## Exercise goal
In the data, find each line where the word "stuff" appears and list that line.

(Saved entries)
----

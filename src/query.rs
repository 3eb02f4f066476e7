//! SELECT statement construction.
//!
//! Builds the one query shape the extractor needs: a column list (or `*`)
//! over a single table, optionally filtered to a set of primary-key ids.
//! No ordering, joins, or pagination. The statement carries no trailing
//! semicolon; callers terminate statements themselves.

use crate::schema::ColumnMap;

/// Build the SELECT statement for one table extraction.
///
/// Column names come from the map in its stored order, comma-joined with
/// no surrounding whitespace. An empty map degrades the select-list to
/// `*`. An id list, when present and non-empty, appends
/// ` WHERE id IN (...)` with ids rendered bare, in the order given.
pub fn build_select(table: &str, columns: &ColumnMap, ids: Option<&[i64]>) -> String {
    let select_list = if columns.is_empty() {
        "*".to_string()
    } else {
        columns.names().collect::<Vec<_>>().join(",")
    };

    let mut sql = format!("SELECT {} FROM {}", select_list, table);

    if let Some(ids) = ids {
        if !ids.is_empty() {
            let id_list = ids
                .iter()
                .map(|id| id.to_string())
                .collect::<Vec<_>>()
                .join(",");
            sql.push_str(" WHERE id IN (");
            sql.push_str(&id_list);
            sql.push(')');
        }
    }

    sql
}

#[cfg(test)]
mod tests {
    use super::*;
    use crate::schema::ColumnType;

    fn students_map(columns: &[(&str, ColumnType)]) -> ColumnMap {
        let mut map = ColumnMap::new();
        for (name, col_type) in columns {
            map.insert(*name, *col_type);
        }
        map
    }

    #[test]
    fn test_empty_map_selects_star() {
        let map = ColumnMap::new();
        assert_eq!(build_select("students", &map, None), "SELECT * FROM students");
    }

    #[test]
    fn test_columns_joined_in_map_order() {
        let map = students_map(&[
            ("id", ColumnType::Int),
            ("first_name", ColumnType::Varchar),
            ("last_name", ColumnType::Varchar),
            ("created_at", ColumnType::Datetime),
            ("active", ColumnType::Int),
            ("comments", ColumnType::Text),
            ("tuition", ColumnType::Decimal),
            ("stuff", ColumnType::Blob),
        ]);

        assert_eq!(
            build_select("students", &map, None),
            "SELECT id,first_name,last_name,created_at,active,comments,tuition,stuff FROM students"
        );
    }

    #[test]
    fn test_ids_append_where_in_clause() {
        let map = students_map(&[
            ("first_name", ColumnType::Varchar),
            ("last_name", ColumnType::Varchar),
        ]);

        let ids = vec![1, 2];
        assert_eq!(
            build_select("students", &map, Some(&ids)),
            "SELECT first_name,last_name FROM students WHERE id IN (1,2)"
        );
    }

    #[test]
    fn test_ids_keep_given_order() {
        let map = students_map(&[("id", ColumnType::Int)]);
        let ids = vec![7, 3, 5];
        assert_eq!(
            build_select("students", &map, Some(&ids)),
            "SELECT id FROM students WHERE id IN (7,3,5)"
        );
    }

    #[test]
    fn test_empty_id_list_adds_no_filter() {
        let map = students_map(&[("id", ColumnType::Int)]);
        let ids: Vec<i64> = Vec::new();
        assert_eq!(
            build_select("students", &map, Some(&ids)),
            "SELECT id FROM students"
        );
    }
}
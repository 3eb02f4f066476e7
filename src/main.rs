// Allow dead code for items that are part of the public API but only used in tests
#![allow(dead_code)]

mod cmd;
mod db;
mod error;
mod extract;
mod query;
mod render;
mod schema;

use clap::Parser;
use cmd::Cli;

fn main() {
    let cli = Cli::parse();

    if let Err(e) = cmd::run(cli) {
        eprintln!("{e}");
        std::process::exit(1);
    }
}
mod extract;
mod tables;

use clap::{CommandFactory, Parser, Subcommand};
use clap_complete::{generate, Shell};
use std::io;
use std::path::PathBuf;

#[derive(Parser)]
#[command(name = "dbslice")]
#[command(version)]
#[command(
    about = "Extract a configurable subset of a database as replayable SQL",
    long_about = None
)]
pub struct Cli {
    #[command(subcommand)]
    pub command: Commands,
}

#[derive(Subcommand)]
pub enum Commands {
    /// Extract configured tables as CREATE TABLE + INSERT statements
    Extract {
        /// Database file to extract from
        database: PathBuf,

        /// JSON config describing the tables, columns, and ids to extract
        #[arg(short, long, default_value = "db_config.json")]
        config: PathBuf,

        /// Output SQL file
        #[arg(short, long, default_value = "dbslice_output.sql")]
        output: PathBuf,

        /// Show progress during extraction
        #[arg(short, long)]
        progress: bool,

        /// Run the full extraction without writing the output file
        #[arg(long)]
        dry_run: bool,

        /// Output statistics as JSON instead of human-readable text
        #[arg(long)]
        json: bool,
    },

    /// List tables in a database, optionally with their column types
    Tables {
        /// Database file to inspect
        database: PathBuf,

        /// Show each table's columns and logical types
        #[arg(short, long)]
        columns: bool,
    },

    /// Generate shell completions
    Completions {
        /// Shell to generate completions for
        #[arg(value_enum)]
        shell: Shell,
    },
}

pub fn run(cli: Cli) -> anyhow::Result<()> {
    match cli.command {
        Commands::Extract {
            database,
            config,
            output,
            progress,
            dry_run,
            json,
        } => extract::run(database, config, output, progress, dry_run, json),
        Commands::Tables { database, columns } => tables::run(database, columns),
        Commands::Completions { shell } => {
            generate(shell, &mut Cli::command(), "dbslice", &mut io::stdout());
            Ok(())
        }
    }
}
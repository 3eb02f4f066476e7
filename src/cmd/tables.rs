//! Tables command CLI handler.

use crate::db::{DbClient, DuckDbClient};
use crate::schema;
use anyhow::Context;
use std::path::PathBuf;

pub fn run(database: PathBuf, columns: bool) -> anyhow::Result<()> {
    let client = DuckDbClient::open(&database)
        .with_context(|| format!("Failed to open database: {}", database.display()))?;

    let tables = client.list_tables()?;
    if tables.is_empty() {
        eprintln!("No tables found");
        return Ok(());
    }

    for table in &tables {
        println!("{}", table);
        if columns {
            for (meta, resolved) in schema::describe_table(&client, table)? {
                match resolved {
                    Some(col_type) => println!("  {} {}", meta.name, col_type),
                    None => println!("  {} {} (unsupported)", meta.name, meta.raw_type),
                }
            }
        }
    }

    Ok(())
}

----

## Solution for this problem
            ("stuff", ColumnType::Blob),
            "SELECT id,first_name,last_name,created_at,active,comments,tuition,stuff FROM students"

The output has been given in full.